Vivemos em um mundo muito moderno, onde as crianças já
nascem praticamente sabendo como lidar com um telefone do mais avançado, ligar
a tevê de alta resolução sem precisar pedir para os pais, navegar pela internet
com desenvoltura invejável. É natural – cada um aprende a se virar de acordo
com a sua época. Por isso que sabemos que aquelas pessoas que nasceram há
muitas décadas atrás não fazem a menor ideia de como lidar com as modernidades
atuais, e isso também é perfeitamente natural até que esses senhores e senhoras
se encontram numa situação da qual não é possível fugir. Pode acontecer com
qualquer um, inclusive com você que está lendo isso agora, daqui a alguns anos.
Nunca se sabe, portanto não se ria, ora essa.
Vejamos o caso da Dona Lila. Senhorinha de setenta e poucos
anos, baixinha, pele enrugada e com aquelas manchas características de
senhorinhas de setenta e poucos anos. Seus longos cabelos grisalhos davam-lhe o
ar de respeito, juntamente com seu óculos de aro pequeno delicadamente pendurado
quase na ponta de seu nariz, transformando o rosto de Mariana (seu nome
verdadeiro, pois Lila era um apelido carinhoso de seu falecido marido, e que
acabou pegando na vizinhança) em algo muito parecido com uma obra de Niemeyer.
Era uma idosa de aparência simpática, exceto quando tinha que lidar com um
pesadelo recorrente em sua rotina: um micro-ondas que ganhou de sua filha no
dia das mães do ano passado.
Ela acabou aceitando o presente com sorrisos, sinceramente
feliz por ter sido lembrada por Ana, sua filha mais velha e a mais afastada
dela, por conta do casamento e do fato de morar longe da casa de sua mãe.
Porém, passada a festinha, veio a constatação:
- O que diabos vou fazer com esse negócio?!
Acabou chamando o neto mais novo de sua melhor amiga, a
vizinha Vitória, tão velhinha quanto ela. Vitinho era um rapaz de quinze anos, moreninho,
boné de aba reta virado pro lado, andava na rua com óculos espelhado e umas
correntonas que deixavam Dona Lila apavorada, pois achava aquele visual um
horror. E realmente era mesmo. Mas como não havia a quem recorrer, pediu que
ele fosse até a casa dela para ligar aquela caixa branca na tomada e para
ensiná-la como é que se mexia naquilo. Como ele não tinha nada para fazer
depois do colégio matinal (e obviamente pressionado pela avó), ele topou e foi.

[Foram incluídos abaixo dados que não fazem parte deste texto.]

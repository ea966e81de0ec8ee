//! jia-file engine - 受根目录限制的文件操作引擎。
//!
//! 该 crate 提供统一的文件服务接口，供 server 集成为 HTTP 路由：
//! 路径解析与根目录限制、文件元信息提取，以及列表/创建/删除/移动/复制等操作。

pub mod engine;
pub mod error;
pub mod metadata;
pub mod mime;
pub mod path;
pub mod service;

pub use engine::FileOperationEngine;
pub use error::{FileSystemError, Result};
pub use metadata::{FileDescriptor, describe_entry, describe_path, format_size};
pub use path::{PathResolver, RootConfinement, validate_request_path};
pub use service::{FileService, FileServiceConfig, FileServiceFacade};
//! 路径解析模块。
//!
//! 把调用方传入的路径解析为实际用于 IO 的路径，并在配置了根目录时
//! 拒绝任何逃逸出根目录的路径。

use std::path::{Component, Path, PathBuf};

use tracing::{debug, warn};

use crate::error::{FileSystemError, Result};

/// 根目录限制。
///
/// 根目录在构造时规范化（绝对路径、解析符号链接）一次，之后不可变。
#[derive(Debug, Clone, PartialEq, Eq)]
pub struct RootConfinement {
    root: PathBuf,
}

impl RootConfinement {
    /// 规范化根目录。根目录不存在或不是目录时返回错误，调用方应视为启动失败。
    pub fn new(root: impl AsRef<Path>) -> Result<Self> {
        let root = root.as_ref();
        let canonical = root
            .canonicalize()
            .map_err(|e| FileSystemError::io_or_not_found(root, e))?;

        if !canonical.is_dir() {
            return Err(FileSystemError::InvalidArgument(format!(
                "根目录不是目录: {}",
                canonical.display()
            )));
        }

        Ok(Self { root: canonical })
    }

    /// 规范化后的根目录。
    pub fn root(&self) -> &Path {
        &self.root
    }

    fn confine(&self, raw: &Path, follow_final: bool) -> Result<PathBuf> {
        let joined = if raw.is_absolute() {
            raw.to_path_buf()
        } else {
            self.root.join(raw)
        };
        let resolved = normalize_lexically(&joined);

        if !resolved.starts_with(&self.root) {
            warn!(
                path = %raw.display(),
                root = %self.root.display(),
                "path resolves outside root"
            );
            return Err(self.outside(raw));
        }

        // 已存在的部分可能经过指向根目录外的符号链接。
        // 不跟随末级链接的操作只检查父目录链。
        let checked = match resolved.parent() {
            Some(parent) if !follow_final && resolved != self.root => parent,
            _ => resolved.as_path(),
        };
        if let Some(real) = canonicalize_existing_prefix(checked) {
            if !real.starts_with(&self.root) {
                warn!(
                    path = %raw.display(),
                    real = %real.display(),
                    "path escapes root through a symlink"
                );
                return Err(self.outside(raw));
            }
        }

        Ok(resolved)
    }

    fn outside(&self, raw: &Path) -> FileSystemError {
        FileSystemError::OutsideRoot {
            path: raw.to_path_buf(),
            root: self.root.clone(),
        }
    }
}

/// 路径解析器：未配置根目录时直接透传，配置后强制限制在根目录内。
#[derive(Debug, Clone)]
pub enum PathResolver {
    /// 无根目录限制（兼容模式，不安全）。
    Unconfined,
    /// 所有路径必须落在根目录内。
    Confined(RootConfinement),
}

impl PathResolver {
    pub fn new(confinement: Option<RootConfinement>) -> Self {
        match confinement {
            Some(confinement) => Self::Confined(confinement),
            None => Self::Unconfined,
        }
    }

    pub fn root(&self) -> Option<&Path> {
        match self {
            Self::Unconfined => None,
            Self::Confined(confinement) => Some(confinement.root()),
        }
    }

    /// 解析调用方路径。
    ///
    /// - 空路径返回 `InvalidArgument`；
    /// - 未配置根目录时原样返回；
    /// - 相对路径拼接到根目录下；
    /// - 绝对路径在消解 `.`/`..` 后必须位于根目录内，否则返回 `OutsideRoot`。
    pub fn resolve(&self, raw: &str) -> Result<PathBuf> {
        self.resolve_with(raw, true)
    }

    /// 与 [`PathResolver::resolve`] 相同，但不跟随末级符号链接。
    ///
    /// 用于只作用于链接本身的操作（删除、查看信息、作为移动源），
    /// 这样根目录内指向外部的链接仍可被删除或查看。
    pub fn resolve_entry(&self, raw: &str) -> Result<PathBuf> {
        self.resolve_with(raw, false)
    }

    fn resolve_with(&self, raw: &str, follow_final: bool) -> Result<PathBuf> {
        if raw.is_empty() {
            return Err(FileSystemError::InvalidArgument("路径不能为空".to_string()));
        }

        let resolved = match self {
            Self::Unconfined => PathBuf::from(raw),
            Self::Confined(confinement) => confinement.confine(Path::new(raw), follow_final)?,
        };

        debug!(raw, resolved = %resolved.display(), "path resolved");
        Ok(resolved)
    }
}

/// 传输层的额外防线：路径必须是绝对路径，且不含 `.` 或 `..` 段。
///
/// 与根目录限制无关，未配置根目录时同样适用。
pub fn validate_request_path(raw: &str) -> Result<()> {
    if !Path::new(raw).is_absolute() {
        return Err(FileSystemError::InvalidArgument(format!(
            "路径必须是绝对路径: {raw}"
        )));
    }

    if raw
        .split(std::path::is_separator)
        .any(|segment| segment == "." || segment == "..")
    {
        return Err(FileSystemError::InvalidArgument(format!(
            "路径不能包含 . 或 .. 段: {raw}"
        )));
    }

    Ok(())
}

/// 不访问文件系统，按字面消解 `.` 与 `..`。
fn normalize_lexically(path: &Path) -> PathBuf {
    let mut normalized = PathBuf::new();
    for component in path.components() {
        match component {
            Component::Prefix(_) | Component::RootDir | Component::Normal(_) => {
                normalized.push(component.as_os_str());
            }
            Component::CurDir => {}
            Component::ParentDir => {
                normalized.pop();
            }
        }
    }
    normalized
}

/// 规范化路径中已存在的最长前缀。
fn canonicalize_existing_prefix(path: &Path) -> Option<PathBuf> {
    path.ancestors()
        .find_map(|ancestor| ancestor.canonicalize().ok())
}
//! 文件操作引擎。
//!
//! 所有方法接收的都是已经过根目录限制检查的路径，引擎本身不做任何限制。

use std::fs::{self, File, Metadata, OpenOptions};
use std::io::{self, Write};
use std::path::{Path, PathBuf};

use tracing::{debug, info};

use crate::error::{FileSystemError, Result};
use crate::metadata::{FileDescriptor, describe_entry, describe_path, extension_of};

/// 无状态的文件操作引擎，每次调用都直接访问文件系统。
#[derive(Debug, Clone, Copy, Default)]
pub struct FileOperationEngine;

impl FileOperationEngine {
    pub fn new() -> Self {
        Self
    }

    /// 列出目录的直接子项，保持文件系统返回的顺序。
    ///
    /// 无法读取元信息的条目会被跳过，不会导致整个列表失败。
    pub fn list(&self, path: &Path) -> Result<Vec<FileDescriptor>> {
        fs::metadata(path).map_err(|e| FileSystemError::io_or_not_found(path, e))?;

        info!(path = %path.display(), "listing directory");

        let entries = fs::read_dir(path).map_err(|e| FileSystemError::io(path, e))?;
        Ok(skip_unreadable(
            entries.map(|entry| entry.and_then(|entry| describe_entry(&entry))),
        ))
    }

    /// 递归创建目录，目录已存在时视为成功。
    pub fn create_directory(&self, path: &Path) -> Result<()> {
        fs::create_dir_all(path).map_err(|e| FileSystemError::io(path, e))?;
        info!(path = %path.display(), "directory created");
        Ok(())
    }

    /// 创建新文件并写入内容。目标已存在时返回 `AlreadyExists`。
    pub fn create_file(&self, path: &Path, content: &[u8]) -> Result<()> {
        if fs::symlink_metadata(path).is_ok() {
            return Err(FileSystemError::AlreadyExists(path.to_path_buf()));
        }

        ensure_parent(path)?;

        let mut file = OpenOptions::new()
            .write(true)
            .create_new(true)
            .open(path)
            .map_err(|e| {
                if e.kind() == io::ErrorKind::AlreadyExists {
                    FileSystemError::AlreadyExists(path.to_path_buf())
                } else {
                    FileSystemError::io(path, e)
                }
            })?;
        file.write_all(content)
            .map_err(|e| FileSystemError::io(path, e))?;

        info!(path = %path.display(), bytes = content.len(), "file created");
        Ok(())
    }

    /// 删除文件或递归删除目录。符号链接只删除链接本身。
    pub fn delete(&self, path: &Path) -> Result<()> {
        let metadata =
            fs::symlink_metadata(path).map_err(|e| FileSystemError::io_or_not_found(path, e))?;

        let removed = if metadata.is_dir() {
            fs::remove_dir_all(path)
        } else {
            fs::remove_file(path)
        };
        removed.map_err(|e| FileSystemError::io(path, e))?;

        info!(path = %path.display(), "deleted");
        Ok(())
    }

    /// 重命名/移动。跨设备移动由底层 `rename` 直接报错，不做复制回退。
    pub fn move_entry(&self, src: &Path, dst: &Path) -> Result<()> {
        fs::rename(src, dst).map_err(|e| FileSystemError::io(src, e))?;
        info!(src = %src.display(), dst = %dst.display(), "moved");
        Ok(())
    }

    /// 按字节流复制单个普通文件，不复制目录、FIFO 等特殊文件。
    ///
    /// 失败时目标可能只写入了一部分，调用方需自行清理。
    pub fn copy(&self, src: &Path, dst: &Path) -> Result<u64> {
        let metadata = fs::metadata(src).map_err(|e| FileSystemError::io_or_not_found(src, e))?;
        if !metadata.is_file() {
            return Err(FileSystemError::InvalidArgument(format!(
                "只能复制普通文件: {}",
                src.display()
            )));
        }

        let mut reader = File::open(src).map_err(|e| FileSystemError::io_or_not_found(src, e))?;
        // 目标与源是同一文件时，创建目标会先截断源文件。
        if is_same_file(src, &metadata, dst) {
            return Err(FileSystemError::InvalidArgument(format!(
                "源文件与目标文件相同: {}",
                dst.display()
            )));
        }
        let mut writer = File::create(dst).map_err(|e| FileSystemError::io(dst, e))?;

        let copied = io::copy(&mut reader, &mut writer).map_err(|e| FileSystemError::io(dst, e))?;
        writer.sync_all().map_err(|e| FileSystemError::io(dst, e))?;

        info!(src = %src.display(), dst = %dst.display(), bytes = copied, "copied");
        Ok(copied)
    }

    /// 获取路径本身的描述信息。
    pub fn get_info(&self, path: &Path) -> Result<FileDescriptor> {
        describe_path(path).map_err(|e| FileSystemError::io_or_not_found(path, e))
    }

    /// 创建文档文件并写入内容。
    ///
    /// 路径没有扩展名且给出了文档类型时自动补全扩展名；已存在的文件会被覆盖。
    /// 返回最终写入的路径。
    pub fn create_document(&self, path: &Path, doc_type: &str, content: &str) -> Result<PathBuf> {
        let path = complete_extension(path, doc_type);

        ensure_parent(&path)?;
        fs::write(&path, content).map_err(|e| FileSystemError::io(&path, e))?;

        info!(path = %path.display(), doc_type, bytes = content.len(), "document created");
        Ok(path)
    }
}

fn ensure_parent(path: &Path) -> Result<()> {
    match path.parent() {
        Some(parent) if !parent.as_os_str().is_empty() => {
            fs::create_dir_all(parent).map_err(|e| FileSystemError::io(parent, e))
        }
        _ => Ok(()),
    }
}

#[cfg(unix)]
fn is_same_file(_src: &Path, src_metadata: &Metadata, dst: &Path) -> bool {
    use std::os::unix::fs::MetadataExt;

    fs::metadata(dst)
        .is_ok_and(|dst| dst.dev() == src_metadata.dev() && dst.ino() == src_metadata.ino())
}

#[cfg(not(unix))]
fn is_same_file(src: &Path, _src_metadata: &Metadata, dst: &Path) -> bool {
    match (src.canonicalize(), dst.canonicalize()) {
        (Ok(src), Ok(dst)) => src == dst,
        _ => false,
    }
}

fn complete_extension(path: &Path, doc_type: &str) -> PathBuf {
    let doc_type = doc_type.trim_start_matches('.');
    let has_extension = path
        .file_name()
        .is_some_and(|name| !extension_of(&name.to_string_lossy()).is_empty());

    if has_extension || doc_type.is_empty() {
        return path.to_path_buf();
    }

    let mut completed = path.as_os_str().to_owned();
    completed.push(".");
    completed.push(doc_type);
    PathBuf::from(completed)
}

/// 收集可读的条目，跳过读取失败的条目。
fn skip_unreadable<I>(entries: I) -> Vec<FileDescriptor>
where
    I: IntoIterator<Item = io::Result<FileDescriptor>>,
{
    entries
        .into_iter()
        .filter_map(|entry| match entry {
            Ok(descriptor) => Some(descriptor),
            Err(err) => {
                debug!(error = %err, "skipping unreadable directory entry");
                None
            }
        })
        .collect()
}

Mas o moleque se limitou a sentar-se numa cadeira e indicar
os comandos para Dona Lila que, de pé diante do micro-ondas, quebrava a cabeça
para adivinhar o que devia fazer, enquanto ele se pendurava em seu celular
ultramoderno:
- Ó, a senhora pega e aperta esse botão aí do lado desse
botãozão vermelho, esse grandão, pra descongelar as carnes. Aperta esse, daí a
senhora programa quantos minutos precisa pra descongelar e quantos quilos tem a
carne que a senhora botou aí dentro, depois aperta o último botão ali, aquele
marrom...
- Menino, será que dá pra você levantar daí e vir aqui me
ajudar? Não tô entendendo nada...
- Não dá não, tô aqui com uma mina no Whatsapp...
A velhinha tinha posto um prato de carne dentro do aparelho,
só pra testar. Mas era um prato de plástico, e como todos sabem (se não souber,
é porque você também não deve gostar muito de tecnologias...) esse tipo de
material não se dá bem com fornos assim. E pra ajudar, esqueceu uma colher
junto. Eis que ela conseguiu ligar, mas quando as faíscas começaram a sair de
lá de dentro, tanto ela quanto o moleque saíram correndo, achando que, no
mínimo, aquele troço ia explodir. Não explodiu, mas rendeu a Vitinho um belo
sermão tanto de Dona Lila (que no susto apareceu descabelada e de chinelos na
rua, coisa que ninguém nunca tinha visto até então) quanto de Dona Vitória; e, claro,
sermão à moda antiga.
O fato é que no dia das mães desse ano, tudo corria bem até
que os vizinhos ouviram um grito vindo da casa da velha Mariana. Ela havia
acabado de abrir seu mais novo presente, dado pela filha mais nova, Júlia, que
morava no estrangeiro. Não foi muito difícil para quem ouviu o que ela disse,
em alto e bom som, adivinhar o que ela quis dizer quando descobriu que havia
ganho um notebook novinho em folha:
- Pelo amor de Deus, de novo não!
2 comentários:
Parece eu e mainha às voltas com o computador e o delular... meu velho sequer tenta, mas já se acha O mestre por saber escrsver sms... kkkkkkkkkkkkkkkkkkkkkk
Ai, ai, li isso me sentindo uma criatura muito cruel...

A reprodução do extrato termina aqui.